# AVAILABLE DATA
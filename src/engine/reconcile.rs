// src/engine/reconcile.rs

//! Pure pieces of reconciliation: path validation and the diff between the
//! live watch set and the desired one.

use std::collections::{HashMap, HashSet};
use std::path::{Path, PathBuf};

use crate::errors::FileAccessError;
use crate::fs::FileSystem;
use crate::types::{RuleId, RuleSnapshot};

/// Check that a rule's expanded path points at a readable regular file.
///
/// `raw` is the path as configured; an empty one is reported as missing.
pub fn validate_path(fs: &dyn FileSystem, raw: &str, path: &Path) -> Result<(), FileAccessError> {
    if raw.trim().is_empty() || !fs.exists(path) {
        return Err(FileAccessError::Missing(path.to_path_buf()));
    }
    if fs.is_dir(path) {
        return Err(FileAccessError::IsDirectory(path.to_path_buf()));
    }
    if !fs.is_readable(path) {
        return Err(FileAccessError::Unreadable(path.to_path_buf()));
    }
    Ok(())
}

/// What has to change to go from the live watch set to the desired one.
#[derive(Debug, Clone, Default, PartialEq, Eq)]
pub struct ReconcilePlan {
    /// Watched but no longer desired.
    pub remove: Vec<RuleId>,
    /// Desired with a different path than the live watcher: stop and recreate.
    pub restart: Vec<RuleSnapshot>,
    /// Not watched yet.
    pub add: Vec<RuleSnapshot>,
    /// Same path; only the snapshot (pattern, name, priority...) is refreshed.
    pub update: Vec<RuleSnapshot>,
}

impl ReconcilePlan {
    pub fn is_noop(&self) -> bool {
        self.remove.is_empty() && self.restart.is_empty() && self.add.is_empty()
    }
}

/// Diff `current` (rule id -> watched path) against `desired`, by rule id.
/// Output lists keep the order of `desired`; `remove` is sorted.
pub fn plan_reconcile(
    current: &HashMap<RuleId, PathBuf>,
    desired: &[RuleSnapshot],
) -> ReconcilePlan {
    let mut plan = ReconcilePlan::default();
    let desired_ids: HashSet<&str> = desired.iter().map(|s| s.id()).collect();

    plan.remove = current
        .keys()
        .filter(|id| !desired_ids.contains(id.as_str()))
        .cloned()
        .collect();
    plan.remove.sort();

    for snapshot in desired {
        match current.get(snapshot.id()) {
            None => plan.add.push(snapshot.clone()),
            Some(path) if *path != snapshot.path => plan.restart.push(snapshot.clone()),
            Some(_) => plan.update.push(snapshot.clone()),
        }
    }

    plan
}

# EXERCISE DIRECTIONS
In the listing above, find each line containing "self" and copy it.

# ANSWER SECTION
    pub fn is_noop(&self) -> bool {
        self.remove.is_empty() && self.restart.is_empty() && self.add.is_empty()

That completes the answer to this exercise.